"""
use std::fmt::{Display, Formatter};

use crate::ValidationError;

/// Key of a list payload entry, kept byte-for-byte.
///
/// The backend only recognises the key it listed, so no trimming or case
/// folding happens here. Request paths percent-encode it.
#[derive(Debug, Clone, PartialEq, Eq, Hash, PartialOrd, Ord)]
pub struct Symbol(String);

impl Symbol {
    pub fn new(key: impl Into<String>) -> Result<Self, ValidationError> {
        let key = key.into();
        if key.is_empty() {
            return Err(ValidationError::EmptySymbol);
        }
        Ok(Self(key))
    }

    pub fn as_str(&self) -> &str {
        &self.0
    }
}

impl Display for Symbol {
    fn fmt(&self, f: &mut Formatter<'_>) -> std::fmt::Result {
        f.write_str(&self.0)
    }
}

impl PartialEq<str> for Symbol {
    fn eq(&self, other: &str) -> bool {
        self.0 == other
    }
}

#[cfg(test)]
mod tests {
    use super::*;

    #[test]
    fn keeps_key_verbatim() {
        for key in ["aapl", "^GSPC", "7203.T", "BTC_USD", " spaced "] {
            let symbol = Symbol::new(key).expect("non-empty key");
            assert_eq!(symbol.as_str(), key);
            assert_eq!(symbol.to_string(), key);
        }
    }

    #[test]
    fn rejects_only_the_empty_key() {
        assert_eq!(Symbol::new(""), Err(ValidationError::EmptySymbol));
        assert!(Symbol::new(" ").is_ok());
    }
}
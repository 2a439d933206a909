//! # Domain Models
//!
//! Value types shared by the catalog, the fetcher and the presentation layer.
//!
//! | Type | Description |
//! |------|-------------|
//! | [`Symbol`] | List payload key, kept verbatim |
//! | [`Item`] | One catalog entry with its cached data |
//! | [`ItemId`] | Stable catalog position of an item |
//! | [`FetchState`] | Monotonic fetched flag |
//! | [`PriceHistory`] | Column-oriented daily OHLC series |
//! | [`Range52`] | 52-week low/high bounds |
//! | [`Prediction`] | Forecast dates and prices |
//!
//! Series types validate their invariants at construction: finite prices and
//! chronologically ordered dates.

mod item;
mod series;
mod symbol;

pub use item::{FetchState, Item, ItemId, ItemMeta};
pub use series::{parse_market_date, PriceHistory, PriceRow, Prediction, Range52};
pub use symbol::Symbol;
"""
ABOUT THIS TASK =
Would you output, from the records above, exactly the run of lines that starts at the line containing "use super::*;" and ends at the line containing "Type | Description |", and only that run?

ANSWER TO THIS TASK =
    use super::*;

    #[test]
    fn keeps_key_verbatim() {
        for key in ["aapl", "^GSPC", "7203.T", "BTC_USD", " spaced "] {
            let symbol = Symbol::new(key).expect("non-empty key");
            assert_eq!(symbol.as_str(), key);
            assert_eq!(symbol.to_string(), key);
        }
    }

    #[test]
    fn rejects_only_the_empty_key() {
        assert_eq!(Symbol::new(""), Err(ValidationError::EmptySymbol));
        assert!(Symbol::new(" ").is_ok());
    }
}
repository 2a439d933206a909
//! # Domain Models
//!
//! Value types shared by the catalog, the fetcher and the presentation layer.
//!
//! | Type | Description |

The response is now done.